Como nunca antes, Rato recalcó que Argentina está lejos de estabilizar su situación: "Creemos que la Argentina puede alcanzar una situación normal, pero debe seguir aún un largo camino" dijo. "Todavía le resta mucho por recorrer", remarcó.

MAS ESFUERZO

Argentina mantiene suspendido su acuerdo con el FMI desde que el organismo decidiera no aprobar la tercera revisión del pacto firmado en septiembre de 2003. Aunque las metas fiscales y monetarias están dentro de lo pautado, el principal punto de conflicto es la renegociación de la deuda con los acreedores privados.

Por eso, Rato insistió ayer en que nuestro país debe incrementar el nivel de superávit fiscal primario previsto para 2005, a poco de que el Poder Ejecutivo enviase el proyecto de presupuesto al Congreso, con un margen para el pago de deuda del 3,22% del PBI. "Argentina necesita un superávit del 4% durante varios años para recuperar la credibilidad ante los inversores", precisó el titular del Fondo.

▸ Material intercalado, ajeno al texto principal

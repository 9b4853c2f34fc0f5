//! AdInsight - hypothesis generation and validation for ad performance
//!
//! A CLI tool that explains ROAS and CTR movements in an ad performance
//! dataset: it proposes hypotheses, tests each one against the data and
//! ranks them by calibrated confidence.
//!
//! Exit codes:
//!   0 - Success
//!   1 - Runtime error (invalid config, unreadable dataset, no data, etc.)

mod agent;
mod analysis;
mod cli;
mod config;
mod dataset;
mod error;
mod models;
mod report;

use analysis::MetricSummary;
use anyhow::{Context, Result};
use chrono::Utc;
use cli::Args;
use config::{Config, LogFormat, LoggingConfig, DEFAULT_CONFIG_FILE};
use dataset::{Dataset, DatasetCache, IssueKind};
use error::{EngineError, EngineResult};
use models::{Report, ReportMetadata};
use std::path::Path;
use std::sync::Arc;
use std::time::Instant;
use tracing::{debug, error, info};
use tracing_subscriber::{EnvFilter, FmtSubscriber};

fn main() -> Result<()> {
    // Parse command-line arguments
    let args = Args::parse_args();

    // Validate arguments
    if let Err(e) = args.validate() {
        eprintln!("Error: {}", e);
        std::process::exit(1);
    }

    // Handle --init-config early (no logging needed)
    if args.init_config {
        return handle_init_config();
    }

    let mut config = load_config(&args)?;
    config.merge_with_args(&args);

    init_logging(&config.logging)?;

    info!("AdInsight v{}", env!("CARGO_PKG_VERSION"));
    debug!("Arguments: {:?}", args);

    match run_analysis(&args, &config) {
        Ok(exit_code) => std::process::exit(exit_code),
        Err(e) => {
            error!("Analysis failed: {:#}", e);
            eprintln!("\n❌ Error: {:#}", e);
            std::process::exit(1);
        }
    }
}

/// Handle --init-config: generate a default .adinsight.toml.
fn handle_init_config() -> Result<()> {
    let path = Path::new(DEFAULT_CONFIG_FILE);

    if path.exists() {
        eprintln!(
            "⚠️  {} already exists. Remove it first or edit it manually.",
            DEFAULT_CONFIG_FILE
        );
        std::process::exit(1);
    }

    let content = Config::default_toml();
    std::fs::write(path, &content)
        .with_context(|| format!("Failed to write {}", DEFAULT_CONFIG_FILE))?;

    println!("✅ Created {} with default settings.", DEFAULT_CONFIG_FILE);
    println!("   Edit it to tune thresholds, confidence weights and retries.");
    Ok(())
}

/// Initialize logging from the merged logging settings.
///
/// `RUST_LOG` takes precedence over the configured level.
fn init_logging(logging: &LoggingConfig) -> Result<()> {
    let filter =
        EnvFilter::try_from_default_env().unwrap_or_else(|_| EnvFilter::new(&logging.level));

    let builder = FmtSubscriber::builder()
        .with_env_filter(filter)
        .with_target(false)
        .with_thread_ids(false)
        .with_file(false)
        .with_line_number(false)
        .with_writer(std::io::stderr);

    let installed = match logging.format {
        LogFormat::Compact => tracing::subscriber::set_global_default(builder.compact().finish()),
        LogFormat::Json => tracing::subscriber::set_global_default(builder.json().finish()),
    };

    installed.context("Failed to set tracing subscriber")
}

/// Run the complete analysis workflow. Returns the exit code.
fn run_analysis(args: &Args, config: &Config) -> Result<i32> {
    let start_time = Instant::now();

    config.validate()?;

    let focus = args.effective_focus();
    let cache = DatasetCache::new();

    println!("🔎 Focus metric: {}", focus);

    // Step 1-3: load, summarize and run the engine, retrying I/O failures
    let (dataset, date_range, insights) = agent::run_with_retry(&config.retry, || {
        let mut dataset = match args.dataset {
            Some(ref path) => cache.load(path, config)?,
            None => Arc::new(Dataset::default()),
        };

        // Windows such as "last 7 days" count back from the newest row.
        let date_range = args
            .query
            .as_deref()
            .zip(dataset.latest_date())
            .and_then(|(query, latest)| agent::date_range_from_query(query, latest));
        if let Some(ref range) = date_range {
            dataset = Arc::new(dataset.within(range));
        }

        let summary = match args.summary {
            Some(ref path) => load_summary(path)?,
            None => analysis::build_summary(&dataset, config),
        };

        let insights = agent::run_pipeline(&summary, &dataset, focus.key(), config)?;
        Ok((dataset, date_range, insights))
    })?;

    // Step 4: Build the report
    println!("\n📝 Generating report...");

    let metadata = ReportMetadata {
        generated_at: Utc::now(),
        dataset_path: args
            .dataset
            .as_ref()
            .map(|p| p.display().to_string())
            .unwrap_or_default(),
        rows_analyzed: dataset.rows.len(),
        query: args.query.clone(),
        date_range,
        tool_version: env!("CARGO_PKG_VERSION").to_string(),
    };

    let report = Report { metadata, insights };

    // Step 5: Save the report
    std::fs::create_dir_all(&args.output_dir).with_context(|| {
        format!(
            "Failed to create output directory {}",
            args.output_dir.display()
        )
    })?;

    if args.format.writes_json() {
        let path = args.output_dir.join("insights.json");
        report::write_json_report(&report, &path)?;
        info!("Wrote {}", path.display());
    }

    if args.format.writes_markdown() {
        let path = args.output_dir.join("report.md");
        report::write_report(&report, &path)?;
        info!("Wrote {}", path.display());
    }

    // Print summary
    let summary = &report.insights.summary;
    println!("\n📊 Analysis Summary:");
    println!("   Rows analyzed: {}", report.metadata.rows_analyzed);
    if !dataset.quality_issues.is_empty() {
        println!(
            "   Rows excluded: {} ({}: {}, {}: {}, {}: {})",
            dataset.quality_issues.len(),
            IssueKind::MissingValues,
            dataset.issue_count(IssueKind::MissingValues),
            IssueKind::InvalidDates,
            dataset.issue_count(IssueKind::InvalidDates),
            IssueKind::NonNumericValues,
            dataset.issue_count(IssueKind::NonNumericValues),
        );
    }
    println!("   Hypotheses: {}", summary.total);
    println!(
        "   - ✅ Confirmed: {} | ❌ Rejected: {} | ❔ Inconclusive: {}",
        summary.confirmed, summary.rejected, summary.inconclusive
    );
    for (i, insight) in report.insights.top_insights.iter().enumerate() {
        println!(
            "   {}. {} ({:.2})",
            i + 1,
            insight.hypothesis_text,
            insight.validated_confidence
        );
    }
    println!("   Duration: {:.1}s", start_time.elapsed().as_secs_f64());
    println!(
        "\n✅ Analysis complete! Reports saved to: {}",
        args.output_dir.display()
    );

    Ok(0)
}

/// Read a precomputed metric summary.
fn load_summary(path: &Path) -> EngineResult<MetricSummary> {
    let content = std::fs::read_to_string(path).map_err(|e| EngineError::InputContract {
        field: "summary".to_string(),
        detail: format!("cannot read {}: {}", path.display(), e),
    })?;

    Ok(serde_json::from_str(&content)?)
}

/// Load configuration from file or use defaults.
///
/// Runs before logging is initialized, so problems go to stderr.
fn load_config(args: &Args) -> Result<Config> {
    // Try explicit config path
    if let Some(ref config_path) = args.config {
        return Config::load(config_path);
    }

    // Try default location
    match Config::load_default() {
        Ok(Some(config)) => Ok(config),
        Ok(None) => Ok(Config::default()),
        Err(e) => {
            eprintln!("⚠️  Failed to load {}: {:#}", DEFAULT_CONFIG_FILE, e);
            Ok(Config::default())
        }
    }
}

Rato sostuvo que todas estas cuestiones se las ha hecho saber ya al Gobierno. Igualmente, recordó que el país debe llevar a cabo una política de reducción de deuda y también una reforma bancaria. Al respecto, el FMI había diagnosticado en un informe la última semana que el sistema financiero argentino permanece "frágil".

Explicó también que la ayuda del Fondo a la Argentina hacia el final de los noventa no fue la principal causa de la debacle. "La Argentina se ha infligido un castigo a sí misma al suspender los pagos de la deuda", opinó.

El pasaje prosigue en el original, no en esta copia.